At the same time, we were able to do some things that the RAD authors could not.  Most importantly, our findings discount some Wikipedia-specific explanations for a rise and decline. For example, English Wikipedia’s decline coincided with the rise of Facebook, smartphones, and other social media platforms. In theory, any of these factors could have caused the decline. Because the wikis in our sample experienced rises and declines at similar points in their life-cycle but at different points in time, the rise and decline findings we report seem unlikely to be caused by underlying temporal trends.

The big communities we study seem to have consistent “life cycles” where stabilization and/or decay follows an initial period of growth. The fact that the same kinds of patterns happen on English Wikipedia and other online groups implies a more general set of social dynamics at work that we do not think existing research (including ours) explains in a satisfying way. What drives the rise and decline of communities more generally? Our findings make it clear that this is a big, important question that deserves more attention.

We hope you’ll read the paper and get in touch by commenting on this post or emailing me if you’d like to learn or talk more.
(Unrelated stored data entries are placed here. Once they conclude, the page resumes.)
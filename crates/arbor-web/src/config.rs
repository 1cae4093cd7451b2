#![forbid(unsafe_code)]

//! Viewer configuration.
//!
//! Everything is supplied by the host at mount time. There are no files and
//! no environment variables; [`ViewerConfig::default`] is a complete,
//! working configuration.

use std::ops::RangeInclusive;

use arbor_core::error::{ArborError, Result};
use arbor_core::event::WheelDeltaMode;
use arbor_core::geometry::Margins;
use arbor_layout::{ExpansionPolicy, LayoutConfig};
use arbor_render::{RenderStyle, TransitionTiming};

/// Pan/zoom gesture tuning.
#[derive(Debug, Clone, PartialEq)]
pub struct ZoomConfig {
    /// Allowed range of the scale factor.
    pub scale_extent: RangeInclusive<f64>,
    /// Zoom exponent per wheel pixel.
    pub wheel_pixel: f64,
    /// Zoom exponent per wheel line.
    pub wheel_line: f64,
    /// Zoom exponent per wheel page.
    pub wheel_page: f64,
    /// Wheel multiplier while Ctrl is held (trackpad pinch on most hosts).
    pub ctrl_multiplier: f64,
    /// Pointer travel above which a press counts as a drag and swallows the
    /// click that follows it.
    pub click_distance: f64,
}

impl Default for ZoomConfig {
    fn default() -> Self {
        Self {
            scale_extent: (1.0 / 32.0)..=32.0,
            wheel_pixel: 0.002,
            wheel_line: 0.05,
            wheel_page: 1.0,
            ctrl_multiplier: 10.0,
            click_distance: 0.0,
        }
    }
}

impl ZoomConfig {
    /// Set the allowed scale range.
    #[must_use]
    pub fn with_scale_extent(mut self, min: f64, max: f64) -> Self {
        self.scale_extent = min..=max;
        self
    }

    /// Set the drag threshold.
    #[must_use]
    pub fn with_click_distance(mut self, distance: f64) -> Self {
        self.click_distance = distance;
        self
    }

    /// Zoom exponent per unit of `mode`.
    #[must_use]
    pub fn wheel_factor(&self, mode: WheelDeltaMode) -> f64 {
        match mode {
            WheelDeltaMode::Pixel => self.wheel_pixel,
            WheelDeltaMode::Line => self.wheel_line,
            WheelDeltaMode::Page => self.wheel_page,
        }
    }

    /// Check that the scale extent is finite with `0 < min <= max`.
    ///
    /// # Errors
    ///
    /// Returns [`ArborError::InvalidConfig`] naming `scale_extent`.
    pub fn validate(&self) -> Result<()> {
        let (min, max) = (*self.scale_extent.start(), *self.scale_extent.end());
        let reason = if !min.is_finite() || !max.is_finite() {
            format!("bounds must be finite, got {min}..={max}")
        } else if min <= 0.0 {
            format!("lower bound must be positive, got {min}")
        } else if min > max {
            format!("lower bound {min} exceeds upper bound {max}")
        } else {
            return Ok(());
        };
        Err(ArborError::InvalidConfig {
            field: "scale_extent",
            reason,
        })
    }

    /// Clamp `k` into the scale extent.
    ///
    /// Never panics; an inverted extent resolves to its upper bound.
    #[must_use]
    pub fn clamp_scale(&self, k: f64) -> f64 {
        k.max(*self.scale_extent.start())
            .min(*self.scale_extent.end())
    }
}

/// Which pointer gesture toggles a node.
#[derive(Debug, Clone, Copy, PartialEq, Eq, Default)]
pub enum ToggleTrigger {
    #[default]
    Click,
    DoubleClick,
}

/// What the host can do on its own.
#[derive(Debug, Clone, Copy, PartialEq, Eq)]
pub struct HostCapabilities {
    /// The host animates surface size and view box from the scene it is
    /// given. When false, every frame whose viewport moved is flagged so the
    /// host can re-measure.
    pub animates_viewport: bool,
}

impl Default for HostCapabilities {
    fn default() -> Self {
        Self {
            animates_viewport: true,
        }
    }
}

/// Everything a viewer is mounted with.
#[derive(Debug, Clone, Default)]
pub struct ViewerConfig {
    pub layout: LayoutConfig,
    pub expansion: ExpansionPolicy,
    pub margins: Margins,
    pub style: RenderStyle,
    pub timing: TransitionTiming,
    pub zoom: ZoomConfig,
    pub trigger: ToggleTrigger,
    pub capabilities: HostCapabilities,
}

impl ViewerConfig {
    /// Set the layout parameters.
    #[must_use]
    pub fn with_layout(mut self, layout: LayoutConfig) -> Self {
        self.layout = layout;
        self
    }

    /// Set the initial expansion policy.
    #[must_use]
    pub fn with_expansion(mut self, expansion: ExpansionPolicy) -> Self {
        self.expansion = expansion;
        self
    }

    /// Set the margins.
    #[must_use]
    pub fn with_margins(mut self, margins: Margins) -> Self {
        self.margins = margins;
        self
    }

    /// Set the visual style.
    #[must_use]
    pub fn with_style(mut self, style: RenderStyle) -> Self {
        self.style = style;
        self
    }

    /// Set the transition timing.
    #[must_use]
    pub fn with_timing(mut self, timing: TransitionTiming) -> Self {
        self.timing = timing;
        self
    }

    /// Set the pan/zoom tuning.
    #[must_use]
    pub fn with_zoom(mut self, zoom: ZoomConfig) -> Self {
        self.zoom = zoom;
        self
    }

    /// Set the toggle gesture.
    #[must_use]
    pub fn with_trigger(mut self, trigger: ToggleTrigger) -> Self {
        self.trigger = trigger;
        self
    }

    /// Set the host capabilities.
    #[must_use]
    pub fn with_capabilities(mut self, capabilities: HostCapabilities) -> Self {
        self.capabilities = capabilities;
        self
    }
}

#[cfg(test)]
mod tests {
    use super::*;

    #[test]
    fn defaults() {
        let config = ViewerConfig::default();
        assert_eq!(config.trigger, ToggleTrigger::Click);
        assert!(config.capabilities.animates_viewport);
        assert_eq!(config.layout.row_height, 20.0);
        assert_eq!(config.margins.left, 40.0);
    }

    #[test]
    fn wheel_factor_per_mode() {
        let zoom = ZoomConfig::default();
        assert_eq!(zoom.wheel_factor(WheelDeltaMode::Pixel), 0.002);
        assert_eq!(zoom.wheel_factor(WheelDeltaMode::Line), 0.05);
        assert_eq!(zoom.wheel_factor(WheelDeltaMode::Page), 1.0);
    }

    #[test]
    fn clamp_scale_to_extent() {
        let zoom = ZoomConfig::default().with_scale_extent(0.5, 4.0);
        assert_eq!(zoom.clamp_scale(0.1), 0.5);
        assert_eq!(zoom.clamp_scale(2.0), 2.0);
        assert_eq!(zoom.clamp_scale(10.0), 4.0);
    }

    #[test]
    fn default_extent_is_valid() {
        assert_eq!(ZoomConfig::default().validate(), Ok(()));
        let point = ZoomConfig::default().with_scale_extent(2.0, 2.0);
        assert_eq!(point.validate(), Ok(()));
    }

    #[test]
    fn invalid_extents_are_rejected() {
        for (min, max) in [
            (4.0, 0.25),
            (0.0, 4.0),
            (-1.0, 4.0),
            (f64::NAN, 4.0),
            (0.5, f64::NAN),
            (0.5, f64::INFINITY),
        ] {
            let zoom = ZoomConfig::default().with_scale_extent(min, max);
            assert!(
                matches!(
                    zoom.validate(),
                    Err(ArborError::InvalidConfig {
                        field: "scale_extent",
                        ..
                    })
                ),
                "{min}..={max} accepted"
            );
        }
    }

    #[test]
    fn inverted_extent_clamps_without_panicking() {
        let zoom = ZoomConfig::default().with_scale_extent(4.0, 0.25);
        assert_eq!(zoom.clamp_scale(1.0), 0.25);
        assert_eq!(zoom.clamp_scale(10.0), 0.25);
    }
}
The paper is available online and has been published under an open access license. If you really want to get into the weeds of the analysis, we will soon publish all the data and code necessary to reproduce our work in a repository on the Harvard Dataverse.

I will be presenting the project this week at CHI in Montréal on Thursday April 26 at 9am in room 517D.  For those of you not familiar with CHI, it is the top venue for Human-Computer Interaction. All CHI submissions go through double-blind peer review and the papers that make it into the proceedings are considered published (same as journal articles in most other scientific fields). Please feel free to cite our paper and send it around to your friends!


This blog post, and the open access paper that it describes, is a collaborative project with Aaron Shaw, and Benjamin Mako Hill. Financial support came from the US National Science Foundation (grants IIS-1617129,  IIS-1617468, and GRFP-2016220885 ), Northwestern University, the Center for Advanced Study in the Behavioral Sciences at Stanford University, and the University of Washington. This project was completed using the Hyak high performance computing cluster at the University of Washington.